PROBLEM TO WORK ON:
Return, from the lines below, each one that includes the word "Must".

---------- DATA SUPPLIED

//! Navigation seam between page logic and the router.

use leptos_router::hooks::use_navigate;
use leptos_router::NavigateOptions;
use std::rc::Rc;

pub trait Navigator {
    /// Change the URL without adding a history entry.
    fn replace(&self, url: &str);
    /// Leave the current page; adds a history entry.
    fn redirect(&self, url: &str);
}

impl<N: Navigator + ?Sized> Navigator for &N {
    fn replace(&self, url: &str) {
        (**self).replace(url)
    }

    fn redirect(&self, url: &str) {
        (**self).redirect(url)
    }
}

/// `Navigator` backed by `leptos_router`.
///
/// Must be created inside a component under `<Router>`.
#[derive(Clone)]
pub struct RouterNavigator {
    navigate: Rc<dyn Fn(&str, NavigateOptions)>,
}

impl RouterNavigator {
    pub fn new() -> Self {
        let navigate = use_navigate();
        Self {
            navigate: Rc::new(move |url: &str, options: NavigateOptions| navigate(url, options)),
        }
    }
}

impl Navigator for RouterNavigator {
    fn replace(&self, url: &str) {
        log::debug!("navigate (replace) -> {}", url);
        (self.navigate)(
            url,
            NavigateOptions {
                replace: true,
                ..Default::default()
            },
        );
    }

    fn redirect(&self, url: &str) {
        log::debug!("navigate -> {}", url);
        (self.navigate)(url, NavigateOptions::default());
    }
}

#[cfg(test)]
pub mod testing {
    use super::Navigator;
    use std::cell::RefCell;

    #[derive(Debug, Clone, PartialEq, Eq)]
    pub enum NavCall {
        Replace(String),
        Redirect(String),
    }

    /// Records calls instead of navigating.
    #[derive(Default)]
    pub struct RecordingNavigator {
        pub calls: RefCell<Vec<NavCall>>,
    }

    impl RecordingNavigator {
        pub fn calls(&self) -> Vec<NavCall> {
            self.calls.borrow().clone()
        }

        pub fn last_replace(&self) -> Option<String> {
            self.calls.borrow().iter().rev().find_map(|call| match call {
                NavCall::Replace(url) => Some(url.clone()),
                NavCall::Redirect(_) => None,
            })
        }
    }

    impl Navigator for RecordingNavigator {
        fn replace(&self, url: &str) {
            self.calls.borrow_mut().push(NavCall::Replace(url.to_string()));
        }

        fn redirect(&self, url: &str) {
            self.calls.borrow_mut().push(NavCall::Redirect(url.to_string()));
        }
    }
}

--------------------
---------- DATA SUPPLIED

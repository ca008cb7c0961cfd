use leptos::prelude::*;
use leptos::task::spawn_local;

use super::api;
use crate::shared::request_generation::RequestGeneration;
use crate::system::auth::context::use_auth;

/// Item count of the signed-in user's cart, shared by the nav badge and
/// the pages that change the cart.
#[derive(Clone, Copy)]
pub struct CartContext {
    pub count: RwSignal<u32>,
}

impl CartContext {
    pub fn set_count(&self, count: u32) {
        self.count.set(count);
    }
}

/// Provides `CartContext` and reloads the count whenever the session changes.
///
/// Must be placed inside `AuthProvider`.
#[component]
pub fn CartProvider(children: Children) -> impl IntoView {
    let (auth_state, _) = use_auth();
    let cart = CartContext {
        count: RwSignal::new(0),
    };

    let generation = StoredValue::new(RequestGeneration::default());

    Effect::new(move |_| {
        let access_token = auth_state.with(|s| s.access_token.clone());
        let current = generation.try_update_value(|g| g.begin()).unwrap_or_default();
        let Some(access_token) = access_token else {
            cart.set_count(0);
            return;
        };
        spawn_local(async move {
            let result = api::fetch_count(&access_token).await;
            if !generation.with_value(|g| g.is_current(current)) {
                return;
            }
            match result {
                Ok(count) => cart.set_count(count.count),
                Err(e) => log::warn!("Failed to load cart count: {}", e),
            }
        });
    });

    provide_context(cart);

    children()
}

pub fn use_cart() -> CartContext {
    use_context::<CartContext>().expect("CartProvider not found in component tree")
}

--------------------

YOUR RESPONSE:
/// Must be created inside a component under `<Router>`.
/// Must be placed inside `AuthProvider`.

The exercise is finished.